Over on question-and-answer website Quora, someone posted a very simple question: Which is the cutest cartoon character ever created? The answers from Quora members cover a broad spectrum, some more obvious (Tweety, Pokemon, Pooh) and others less so (Gertie the Dinosaur, Night Fury from How to Train Your Dragon).

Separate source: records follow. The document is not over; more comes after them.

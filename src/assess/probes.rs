//! Metadata probes: pure reads over the document.
//!
//! Three independent presence scans feeding the grader and the report:
//! dependency graph, operating-system components, extraction tooling.

use crate::model::SbomDocument;
use serde::{Deserialize, Serialize};

/// An operating-system component found in the inventory.
#[derive(Debug, Clone, Default, PartialEq, Eq, Serialize, Deserialize)]
pub struct OperatingSystemInfo {
    #[serde(rename = "os_name")]
    pub name: Option<String>,
    #[serde(rename = "os_version")]
    pub version: Option<String>,
}

/// An extraction tool recorded under `metadata.tools`.
#[derive(Debug, Clone, Default, PartialEq, Eq, Serialize, Deserialize)]
pub struct ToolInfo {
    #[serde(rename = "tool_vendor")]
    pub vendor: Option<String>,
    #[serde(rename = "tool_name")]
    pub name: Option<String>,
    #[serde(rename = "tool_version")]
    pub version: Option<String>,
}

/// True iff the document carries a `dependencies` field.
///
/// Presence only: an empty array still counts, because the field existing
/// at all signals the producer attempted a dependency graph.
pub fn dependency_tree_present(doc: &SbomDocument) -> bool {
    doc.dependencies.is_some()
}

/// Collect `operating-system` components; empty means none were declared.
pub fn operating_systems(doc: &SbomDocument) -> Vec<OperatingSystemInfo> {
    doc.all_components()
        .iter()
        .filter(|c| c.is_operating_system())
        .map(|c| OperatingSystemInfo {
            name: c.name.clone(),
            version: c.version.clone(),
        })
        .collect()
}

/// Collect declared extraction tools; empty when `metadata.tools` is
/// absent or empty.
pub fn extraction_tools(doc: &SbomDocument) -> Vec<ToolInfo> {
    doc.metadata
        .as_ref()
        .and_then(|m| m.tools.as_deref())
        .unwrap_or_default()
        .iter()
        .map(|t| ToolInfo {
            vendor: t.vendor.clone(),
            name: t.name.clone(),
            version: t.version.clone(),
        })
        .collect()
}

#[cfg(test)]
mod tests {
    use super::*;
    use crate::model::SbomDocument;

    fn doc(json: &str) -> SbomDocument {
        SbomDocument::from_json(json).unwrap()
    }

    #[test]
    fn test_dependency_presence_not_emptiness() {
        assert!(!dependency_tree_present(&doc("{}")));
        assert!(dependency_tree_present(&doc(r#"{"dependencies": []}"#)));
        assert!(dependency_tree_present(&doc(
            r#"{"dependencies": [{"ref": "a", "dependsOn": ["b"]}]}"#
        )));
    }

    #[test]
    fn test_operating_system_probe() {
        let found = operating_systems(&doc(
            r#"{"components": [
                {"type": "library", "name": "lodash"},
                {"type": "operating-system", "name": "alpine", "version": "3.19"},
                {"type": "operating-system"}
            ]}"#,
        ));

        assert_eq!(found.len(), 2);
        assert_eq!(found[0].name.as_deref(), Some("alpine"));
        assert_eq!(found[0].version.as_deref(), Some("3.19"));
        assert!(found[1].name.is_none() && found[1].version.is_none());
    }

    #[test]
    fn test_os_probe_without_components() {
        assert!(operating_systems(&doc("{}")).is_empty());
    }

    #[test]
    fn test_tool_probe() {
        let tools = extraction_tools(&doc(
            r#"{"metadata": {"tools": [{"vendor": "anchore", "name": "syft"}]}}"#,
        ));
        assert_eq!(tools.len(), 1);
        assert_eq!(tools[0].vendor.as_deref(), Some("anchore"));
        assert_eq!(tools[0].name.as_deref(), Some("syft"));
        assert!(tools[0].version.is_none());

        assert!(extraction_tools(&doc("{}")).is_empty());
        assert!(extraction_tools(&doc(r#"{"metadata": {"tools": []}}"#)).is_empty());
    }
}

So what makes a cartoon character cute? You could reduce the answer down to a few basic characteristics: big eyes and head, fluffiness, warmth and chubbiness. “Cuteness is based on the basic proportions of a baby plus the expressions of shyness or coyness,” wrote Preston Blair in Advanced Animation. According to Blair, other cute traits include:

  • Head large in relation to the body.
  • Eyes spaced low on the head and usually wide and far apart.
  • Fat legs, short and tapering down into small feet for type.
  • Tummy bulges—looks well fed.

But cuteness is far more complex than even Blair’s set of rules; some consider E.T., Yoda and WALL·E to be the epitome of cute, despite their furless, odd appearances. Cuteness and a character’s perceived hugability aren’t always determined by aesthetic appeal. “Cuteness is distinct from beauty,” wrote Natalie Angier for The New York Times. “Beauty attracts admiration and demands a pedestal; cuteness attracts affection and demands a lap.”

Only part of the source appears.